Data records:
====

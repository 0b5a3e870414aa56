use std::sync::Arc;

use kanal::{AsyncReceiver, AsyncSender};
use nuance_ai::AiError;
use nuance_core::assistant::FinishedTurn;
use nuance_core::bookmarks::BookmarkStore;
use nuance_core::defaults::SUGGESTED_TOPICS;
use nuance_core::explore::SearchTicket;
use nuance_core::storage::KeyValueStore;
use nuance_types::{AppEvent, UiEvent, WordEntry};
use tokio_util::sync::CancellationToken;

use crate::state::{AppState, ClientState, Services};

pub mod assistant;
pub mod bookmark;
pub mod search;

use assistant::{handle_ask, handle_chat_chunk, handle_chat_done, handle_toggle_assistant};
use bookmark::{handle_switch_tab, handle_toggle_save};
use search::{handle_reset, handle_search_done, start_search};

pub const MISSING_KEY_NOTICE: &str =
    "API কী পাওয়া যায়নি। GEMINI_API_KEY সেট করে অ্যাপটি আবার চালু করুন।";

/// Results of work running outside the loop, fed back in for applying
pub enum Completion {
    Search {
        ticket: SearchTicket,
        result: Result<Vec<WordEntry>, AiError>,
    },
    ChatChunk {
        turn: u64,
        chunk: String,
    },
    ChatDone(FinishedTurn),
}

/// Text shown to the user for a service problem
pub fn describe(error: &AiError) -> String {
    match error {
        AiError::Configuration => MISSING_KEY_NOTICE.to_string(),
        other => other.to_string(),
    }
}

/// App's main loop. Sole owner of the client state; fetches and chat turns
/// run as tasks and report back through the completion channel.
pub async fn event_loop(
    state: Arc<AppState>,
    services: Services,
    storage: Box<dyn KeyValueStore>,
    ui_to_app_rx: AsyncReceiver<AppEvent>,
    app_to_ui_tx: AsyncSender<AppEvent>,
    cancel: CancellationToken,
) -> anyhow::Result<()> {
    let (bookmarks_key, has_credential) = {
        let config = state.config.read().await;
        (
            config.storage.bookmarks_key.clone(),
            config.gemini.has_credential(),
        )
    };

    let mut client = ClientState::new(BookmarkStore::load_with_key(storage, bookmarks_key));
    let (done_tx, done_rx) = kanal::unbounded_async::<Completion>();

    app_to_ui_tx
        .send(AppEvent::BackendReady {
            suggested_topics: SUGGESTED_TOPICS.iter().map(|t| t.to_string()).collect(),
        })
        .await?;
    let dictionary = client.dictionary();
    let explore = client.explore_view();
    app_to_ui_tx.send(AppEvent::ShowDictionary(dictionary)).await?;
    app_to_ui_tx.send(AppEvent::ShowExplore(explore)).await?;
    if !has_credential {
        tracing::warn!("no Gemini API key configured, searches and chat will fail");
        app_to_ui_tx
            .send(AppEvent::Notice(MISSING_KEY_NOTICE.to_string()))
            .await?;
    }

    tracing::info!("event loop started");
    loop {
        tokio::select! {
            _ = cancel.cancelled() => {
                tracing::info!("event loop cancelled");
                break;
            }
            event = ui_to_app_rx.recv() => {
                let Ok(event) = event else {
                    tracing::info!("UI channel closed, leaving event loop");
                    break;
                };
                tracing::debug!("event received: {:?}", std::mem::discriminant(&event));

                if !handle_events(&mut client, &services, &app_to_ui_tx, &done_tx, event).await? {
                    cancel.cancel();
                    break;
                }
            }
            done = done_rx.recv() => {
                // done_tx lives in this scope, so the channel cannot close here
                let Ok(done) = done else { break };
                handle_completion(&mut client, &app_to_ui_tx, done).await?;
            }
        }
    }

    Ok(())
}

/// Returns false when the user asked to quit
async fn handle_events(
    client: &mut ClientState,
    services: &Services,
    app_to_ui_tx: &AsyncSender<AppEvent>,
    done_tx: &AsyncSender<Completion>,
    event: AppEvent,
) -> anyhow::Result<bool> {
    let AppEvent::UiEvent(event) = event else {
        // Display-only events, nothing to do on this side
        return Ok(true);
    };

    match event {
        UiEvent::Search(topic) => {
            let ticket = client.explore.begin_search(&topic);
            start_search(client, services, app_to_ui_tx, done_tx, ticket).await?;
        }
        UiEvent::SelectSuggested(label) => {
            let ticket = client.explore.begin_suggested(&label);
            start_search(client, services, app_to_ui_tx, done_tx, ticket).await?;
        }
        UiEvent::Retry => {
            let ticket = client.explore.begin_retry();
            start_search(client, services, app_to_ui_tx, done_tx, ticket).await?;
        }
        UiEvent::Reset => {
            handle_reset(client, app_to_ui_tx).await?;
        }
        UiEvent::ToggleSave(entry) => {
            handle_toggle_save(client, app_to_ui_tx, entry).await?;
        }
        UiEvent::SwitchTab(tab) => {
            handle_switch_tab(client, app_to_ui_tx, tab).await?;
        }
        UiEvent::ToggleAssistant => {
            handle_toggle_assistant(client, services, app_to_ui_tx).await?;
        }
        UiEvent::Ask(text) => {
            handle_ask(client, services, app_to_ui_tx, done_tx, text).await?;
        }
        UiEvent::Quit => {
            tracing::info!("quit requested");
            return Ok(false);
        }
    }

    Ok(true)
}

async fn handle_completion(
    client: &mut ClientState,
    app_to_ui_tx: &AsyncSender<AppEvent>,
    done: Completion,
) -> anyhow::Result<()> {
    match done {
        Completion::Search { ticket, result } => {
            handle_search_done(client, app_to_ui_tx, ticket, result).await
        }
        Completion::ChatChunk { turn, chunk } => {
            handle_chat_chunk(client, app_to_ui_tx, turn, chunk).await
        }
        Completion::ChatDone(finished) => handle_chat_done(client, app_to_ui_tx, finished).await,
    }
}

====

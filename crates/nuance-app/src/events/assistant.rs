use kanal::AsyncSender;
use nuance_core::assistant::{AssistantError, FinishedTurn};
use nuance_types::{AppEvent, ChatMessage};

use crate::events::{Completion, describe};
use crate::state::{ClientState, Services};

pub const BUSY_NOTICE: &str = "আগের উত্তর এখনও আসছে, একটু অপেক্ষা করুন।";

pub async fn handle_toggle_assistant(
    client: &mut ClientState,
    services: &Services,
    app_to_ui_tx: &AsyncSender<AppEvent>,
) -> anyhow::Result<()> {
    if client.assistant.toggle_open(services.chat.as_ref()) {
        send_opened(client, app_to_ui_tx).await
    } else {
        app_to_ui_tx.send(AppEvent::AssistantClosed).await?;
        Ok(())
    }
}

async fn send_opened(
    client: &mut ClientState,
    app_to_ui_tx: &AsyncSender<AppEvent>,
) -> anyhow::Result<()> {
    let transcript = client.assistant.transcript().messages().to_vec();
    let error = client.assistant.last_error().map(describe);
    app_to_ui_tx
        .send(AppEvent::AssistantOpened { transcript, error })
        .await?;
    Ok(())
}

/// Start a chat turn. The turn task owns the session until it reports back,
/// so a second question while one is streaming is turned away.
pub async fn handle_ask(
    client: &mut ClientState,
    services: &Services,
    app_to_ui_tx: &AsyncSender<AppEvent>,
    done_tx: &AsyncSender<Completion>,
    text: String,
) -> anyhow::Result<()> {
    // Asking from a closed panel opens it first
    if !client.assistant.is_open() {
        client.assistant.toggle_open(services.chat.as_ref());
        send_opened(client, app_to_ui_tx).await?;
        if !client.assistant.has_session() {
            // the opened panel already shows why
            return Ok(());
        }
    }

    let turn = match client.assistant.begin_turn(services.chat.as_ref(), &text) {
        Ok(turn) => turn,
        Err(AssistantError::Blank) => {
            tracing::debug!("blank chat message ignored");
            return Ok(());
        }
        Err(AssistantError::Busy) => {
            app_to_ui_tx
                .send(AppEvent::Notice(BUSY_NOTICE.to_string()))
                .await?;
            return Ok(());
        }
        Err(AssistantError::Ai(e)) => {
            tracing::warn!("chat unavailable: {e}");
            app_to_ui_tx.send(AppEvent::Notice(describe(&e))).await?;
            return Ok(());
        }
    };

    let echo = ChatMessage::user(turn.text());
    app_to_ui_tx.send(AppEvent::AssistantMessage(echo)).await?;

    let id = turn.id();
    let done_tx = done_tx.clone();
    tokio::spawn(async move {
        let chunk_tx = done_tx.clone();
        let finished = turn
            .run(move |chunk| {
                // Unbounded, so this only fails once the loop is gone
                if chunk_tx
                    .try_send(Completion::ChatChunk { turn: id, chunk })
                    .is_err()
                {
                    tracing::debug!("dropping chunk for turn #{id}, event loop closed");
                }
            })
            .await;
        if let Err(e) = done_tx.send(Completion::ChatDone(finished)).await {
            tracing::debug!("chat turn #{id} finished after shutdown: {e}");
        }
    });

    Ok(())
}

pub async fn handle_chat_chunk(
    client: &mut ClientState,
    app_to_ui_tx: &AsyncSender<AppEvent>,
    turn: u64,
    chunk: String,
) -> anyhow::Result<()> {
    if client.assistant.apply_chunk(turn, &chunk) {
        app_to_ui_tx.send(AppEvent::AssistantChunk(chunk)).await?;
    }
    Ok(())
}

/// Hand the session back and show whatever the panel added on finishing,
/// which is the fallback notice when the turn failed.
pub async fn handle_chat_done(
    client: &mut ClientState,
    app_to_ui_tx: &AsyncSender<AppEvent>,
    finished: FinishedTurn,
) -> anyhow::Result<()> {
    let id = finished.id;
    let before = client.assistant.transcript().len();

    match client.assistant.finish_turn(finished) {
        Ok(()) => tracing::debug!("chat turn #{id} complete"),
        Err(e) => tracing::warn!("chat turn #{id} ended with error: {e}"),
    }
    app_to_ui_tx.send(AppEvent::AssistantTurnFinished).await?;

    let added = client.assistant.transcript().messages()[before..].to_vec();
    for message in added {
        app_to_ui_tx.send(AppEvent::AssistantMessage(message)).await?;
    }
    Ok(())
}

====

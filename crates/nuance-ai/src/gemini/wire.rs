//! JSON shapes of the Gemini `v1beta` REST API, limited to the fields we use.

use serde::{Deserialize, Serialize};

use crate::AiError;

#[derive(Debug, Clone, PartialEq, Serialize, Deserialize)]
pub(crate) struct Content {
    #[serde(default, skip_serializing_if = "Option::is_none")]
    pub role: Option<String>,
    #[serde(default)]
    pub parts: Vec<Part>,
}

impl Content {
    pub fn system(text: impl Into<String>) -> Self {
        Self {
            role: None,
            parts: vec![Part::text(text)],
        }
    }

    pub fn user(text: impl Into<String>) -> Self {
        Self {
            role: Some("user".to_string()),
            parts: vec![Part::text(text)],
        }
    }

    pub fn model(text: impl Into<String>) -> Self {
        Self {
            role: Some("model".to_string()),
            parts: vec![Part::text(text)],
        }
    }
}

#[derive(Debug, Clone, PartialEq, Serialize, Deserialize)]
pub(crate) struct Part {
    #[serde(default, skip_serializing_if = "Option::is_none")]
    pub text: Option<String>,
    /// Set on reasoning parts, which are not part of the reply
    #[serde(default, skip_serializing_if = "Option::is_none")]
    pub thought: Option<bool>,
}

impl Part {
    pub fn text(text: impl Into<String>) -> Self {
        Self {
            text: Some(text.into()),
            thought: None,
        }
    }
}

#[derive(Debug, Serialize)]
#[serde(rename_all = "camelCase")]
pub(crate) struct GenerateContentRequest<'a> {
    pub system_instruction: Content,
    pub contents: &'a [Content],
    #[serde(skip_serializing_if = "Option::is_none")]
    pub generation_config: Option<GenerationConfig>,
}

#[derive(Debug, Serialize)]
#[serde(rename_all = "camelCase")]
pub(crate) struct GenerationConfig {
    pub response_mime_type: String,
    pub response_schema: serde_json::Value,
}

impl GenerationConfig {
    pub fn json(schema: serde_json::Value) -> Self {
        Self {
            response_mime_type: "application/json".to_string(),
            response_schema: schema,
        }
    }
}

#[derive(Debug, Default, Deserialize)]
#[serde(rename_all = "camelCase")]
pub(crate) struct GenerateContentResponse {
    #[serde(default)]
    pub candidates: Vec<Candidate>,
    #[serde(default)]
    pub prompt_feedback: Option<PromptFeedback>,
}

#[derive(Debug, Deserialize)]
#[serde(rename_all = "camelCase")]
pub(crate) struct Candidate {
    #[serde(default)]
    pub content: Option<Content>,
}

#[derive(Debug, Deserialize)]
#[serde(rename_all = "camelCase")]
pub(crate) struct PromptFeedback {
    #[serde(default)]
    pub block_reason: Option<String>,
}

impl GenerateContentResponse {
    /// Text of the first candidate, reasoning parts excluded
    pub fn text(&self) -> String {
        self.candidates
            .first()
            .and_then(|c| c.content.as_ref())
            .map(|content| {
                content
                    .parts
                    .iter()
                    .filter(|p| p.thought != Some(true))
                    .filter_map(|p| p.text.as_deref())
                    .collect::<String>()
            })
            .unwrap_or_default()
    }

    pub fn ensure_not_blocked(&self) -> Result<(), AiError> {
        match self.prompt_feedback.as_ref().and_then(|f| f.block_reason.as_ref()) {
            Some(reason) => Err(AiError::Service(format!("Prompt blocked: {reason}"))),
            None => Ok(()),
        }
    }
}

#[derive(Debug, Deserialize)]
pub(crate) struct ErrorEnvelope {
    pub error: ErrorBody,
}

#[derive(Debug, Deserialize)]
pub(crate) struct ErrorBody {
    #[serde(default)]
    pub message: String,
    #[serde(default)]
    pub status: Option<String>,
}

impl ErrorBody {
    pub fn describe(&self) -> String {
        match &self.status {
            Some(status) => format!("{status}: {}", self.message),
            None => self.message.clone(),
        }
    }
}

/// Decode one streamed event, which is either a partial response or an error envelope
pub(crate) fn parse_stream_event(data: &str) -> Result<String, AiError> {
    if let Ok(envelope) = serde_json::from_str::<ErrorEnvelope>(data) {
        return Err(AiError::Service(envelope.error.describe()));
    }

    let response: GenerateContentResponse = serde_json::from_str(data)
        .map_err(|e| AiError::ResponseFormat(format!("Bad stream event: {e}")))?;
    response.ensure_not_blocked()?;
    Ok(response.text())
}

====

Scan the entries above. Copy each line that has the string "dictionary".

# Result for this exercise
    let dictionary = client.dictionary();
    app_to_ui_tx.send(AppEvent::ShowDictionary(dictionary)).await?;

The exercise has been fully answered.